Since Stelic’s founding in 2004, we have successfully prepared a set of anti-fibrosis drug candidates through a strategic research program, which is based on our pioneering concept: Smart modification of carbohydrate chains through glycogene-based approaches greatly modulate local pathological fields associated with fibrotic diseases. Blockage of a certain type of glycogene, which we designate the “G family”, ameliorates fibrogenesis by reducing accumulation and activation of fibroblasts, which are the effector cells in fibrogenesis. As a first proof-of-concept drug, our lead molecule STNM01 is designed to target a specific glycogene and is in development for the treatment of intestinal fibrosis associated with Crohn’s disease (CD). Stelic Institute & Co. is also generating pre-clinical-stage compounds, each targeting distinct glycogenes and offering the potential to treat various fibrosis-associated diseases.
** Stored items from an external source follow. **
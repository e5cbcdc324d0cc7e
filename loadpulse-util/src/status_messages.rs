// Copyright 2024 The LoadPulse Authors. All rights reserved.
//
// Licensed under the Apache License, Version 2.0 (the "License");
// you may not use this file except in compliance with the License.
// You may obtain a copy of the License at
//
//    http://www.apache.org/licenses/LICENSE-2.0
//
// Unless required by applicable law or agreed to in writing, software
// distributed under the License is distributed on an "AS IS" BASIS,
// WITHOUT WARRANTIES OR CONDITIONS OF ANY KIND, either express or implied.
// See the License for the specific language governing permissions and
// limitations under the License.

use core::time::Duration;

use chrono::{DateTime, Utc};
use serde::{Deserialize, Serialize};
use uuid::Uuid;

/// Lifecycle phase of a load worker. The conventional order is
/// Starting -> Ready -> (Testing <-> Ready)* -> Terminating, but no component
/// enforces it; the persisted timeline is whatever the worker reported.
#[derive(Clone, Copy, Debug, PartialEq, Eq, Hash, Serialize, Deserialize)]
pub enum ClientStatusType {
    Starting,
    Ready,
    Testing,
    Terminating,
}

impl ClientStatusType {
    pub const fn as_str(&self) -> &'static str {
        match self {
            Self::Starting => "Starting",
            Self::Ready => "Ready",
            Self::Testing => "Testing",
            Self::Terminating => "Terminating",
        }
    }
}

impl core::fmt::Display for ClientStatusType {
    fn fmt(&self, f: &mut core::fmt::Formatter<'_>) -> core::fmt::Result {
        f.write_str(self.as_str())
    }
}

/// Discriminator identifying which logical record type a stored document
/// represents. Documents of classes this service does not track decode to
/// `Unassigned` and are skipped by the consumer.
#[derive(Clone, Copy, Debug, PartialEq, Eq, Hash, Serialize, Deserialize)]
pub enum EntityType {
    Client,
    ClientStatus,
    LoadTestConfig,
    TestRun,
    LoadClient,
    Unassigned,
}

impl EntityType {
    pub const fn as_str(&self) -> &'static str {
        match self {
            Self::Client => "Client",
            Self::ClientStatus => "ClientStatus",
            Self::LoadTestConfig => "LoadTestConfig",
            Self::TestRun => "TestRun",
            Self::LoadClient => "LoadClient",
            Self::Unassigned => "Unassigned",
        }
    }

    /// Classifies a discriminator string. Classes this service has never
    /// heard of map to `Unassigned` rather than an error, since the shared
    /// store carries documents owned by other services too.
    pub fn from_name(name: &str) -> Self {
        match name {
            "Client" => Self::Client,
            "ClientStatus" => Self::ClientStatus,
            "LoadTestConfig" => Self::LoadTestConfig,
            "TestRun" => Self::TestRun,
            "LoadClient" => Self::LoadClient,
            _ => Self::Unassigned,
        }
    }
}

/// Immutable descriptor of one load worker process, reported alongside every
/// status update so operators can tell where a worker runs and how it was
/// started.
#[derive(Clone, Debug, PartialEq, Eq, Serialize, Deserialize)]
#[serde(rename_all = "camelCase")]
pub struct LoadClient {
    pub id: String,
    pub version: String,
    pub region: String,
    pub zone: String,
    pub prometheus: bool,
    pub startup_args: String,
    pub start_time: DateTime<Utc>,
}

/// One worker's latest reported lifecycle state, in the exact shape it is
/// persisted and replayed through the change feed.
#[derive(Clone, Debug, PartialEq, Eq, Serialize, Deserialize)]
#[serde(rename_all = "camelCase")]
pub struct ClientStatusRecord {
    /// Stable identifier of this status record (and therefore of the worker)
    /// for the worker process lifetime.
    pub id: String,

    /// All status records share one partition so a single change-feed lease
    /// observes them in order.
    pub partition_key: String,

    pub entity_type: EntityType,

    /// When this status was reported. Per worker, consumers never apply a
    /// record whose timestamp does not advance past the one already seen.
    pub last_updated: DateTime<Utc>,

    /// Seconds spent in the current status.
    pub state_duration: i64,

    pub status: ClientStatusType,

    pub message: String,

    pub load_client: LoadClient,
}

impl ClientStatusRecord {
    /// A fresh `Starting` record for a newly launched worker.
    pub fn new(load_client: LoadClient, now: DateTime<Utc>) -> Self {
        Self {
            id: Uuid::new_v4().to_string(),
            partition_key: EntityType::ClientStatus.as_str().to_string(),
            entity_type: EntityType::ClientStatus,
            last_updated: now,
            state_duration: 0,
            status: ClientStatusType::Starting,
            message: String::new(),
            load_client,
        }
    }

    /// Whether this record has gone silent for longer than `expiry`. The
    /// expiry must exceed the heartbeat interval so a single missed send does
    /// not flip a live worker to offline.
    pub fn is_stale(&self, now: DateTime<Utc>, expiry: Duration) -> bool {
        let expiry_s = i64::try_from(expiry.as_secs()).unwrap_or(i64::MAX);
        (now - self.last_updated).num_seconds() > expiry_s
    }
}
STNM01 is a locally injected, small interfering RNA (siRNA)-based drug that offers distinct advantages over currently available therapies for Crohn’s Disease.
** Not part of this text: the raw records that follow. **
// Copyright 2024 The LoadPulse Authors. All rights reserved.
//
// Licensed under the Apache License, Version 2.0 (the "License");
// you may not use this file except in compliance with the License.
// You may obtain a copy of the License at
//
//    http://www.apache.org/licenses/LICENSE-2.0
//
// Unless required by applicable law or agreed to in writing, software
// distributed under the License is distributed on an "AS IS" BASIS,
// WITHOUT WARRANTIES OR CONDITIONS OF ANY KIND, either express or implied.
// See the License for the specific language governing permissions and
// limitations under the License.

use proc_macro::TokenStream;
use quote::quote;
use syn::{ItemFn, parse_macro_input};

#[proc_macro_attribute]
pub fn loadpulse_test(attr: TokenStream, item: TokenStream) -> TokenStream {
    let attr = proc_macro2::TokenStream::from(attr);
    let input_fn = parse_macro_input!(item as ItemFn);

    let fn_name = &input_fn.sig.ident;
    let fn_block = &input_fn.block;
    let fn_inputs = &input_fn.sig.inputs;
    let fn_output = &input_fn.sig.output;
    let fn_attr = &input_fn.attrs;

    let expanded = quote! {
        #(#fn_attr)*
        #[tokio::test(#attr)]
        async fn #fn_name(#fn_inputs) #fn_output {
            // Error means already initialized, which is ok.
            let _ = loadpulse_util::init_tracing();

            ::loadpulse_util::__tracing::Instrument::instrument(
                async move { #fn_block },
                ::loadpulse_util::__tracing::error_span!(stringify!(#fn_name)),
            )
            .await
        }
    };

    TokenStream::from(expanded)
}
- A mechanism distinct from anti-inflammatory agents like TNF antagonists.
- Since the mechanism of action of STNM01 is anti-fibrotic, additive or synergistic effects with anti-inflammatory agents are expected.
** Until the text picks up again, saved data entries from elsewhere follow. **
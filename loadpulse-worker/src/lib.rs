// Copyright 2024 The LoadPulse Authors. All rights reserved.
//
// Licensed under the Apache License, Version 2.0 (the "License");
// you may not use this file except in compliance with the License.
// You may obtain a copy of the License at
//
//    http://www.apache.org/licenses/LICENSE-2.0
//
// Unless required by applicable law or agreed to in writing, software
// distributed under the License is distributed on an "AS IS" BASIS,
// WITHOUT WARRANTIES OR CONDITIONS OF ANY KIND, either express or implied.
// See the License for the specific language governing permissions and
// limitations under the License.

pub mod status_event_bus;
pub mod status_publisher;
pub mod worker_service;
- Less invasive than surgery.
- Most patients with CD stricture will require invasive treatments, such as endoscopic balloon dilatation and in-patient surgery. STNM01 will provide additional way to manage intestinal stricture without the need for hospitalization.
- Safety.
- STNM01 is effective locally but not detectable in the circulation or other intact organs, thus preventing dangerous side-effects.
- Wider application.
- STNM01 possesses great potential for a wide variety of indications such as other intestinal fibrosis (i.e, intestinal stenosis after endoscopic mucosal resection in any GI tract cancers, ulcerative colitis, radiation colitis, etc.), as well as collagen diseases and allergies, including rheumatoid arthritis.
Based on comprehensive in vivo gene silencing approaches to various disease models, additional pipeline candidates targeting distinct members of the G family are being prepared for the treatment of various fibrosis-associated diseases such as nonalcoholic steatohepatitis (NASH), liver cirrhosis, chronic obstructive pulmonary disease (COPD), Dementia, Parkinson’s disease (PD), chronic kidney disease (CKD), diabetic retinopathy (DR), autoimmune myocarditis, atopic dermatitis, and so on.
Stelic Institute & Co. also provides translational research-related technology including a novel proprietary NASH animal model and biomarkers for fibrosis. These can contribute to both pre-clinical and clinical programs, since quantitative endpoints reflecting fibrotic responses should shorten the development timeline.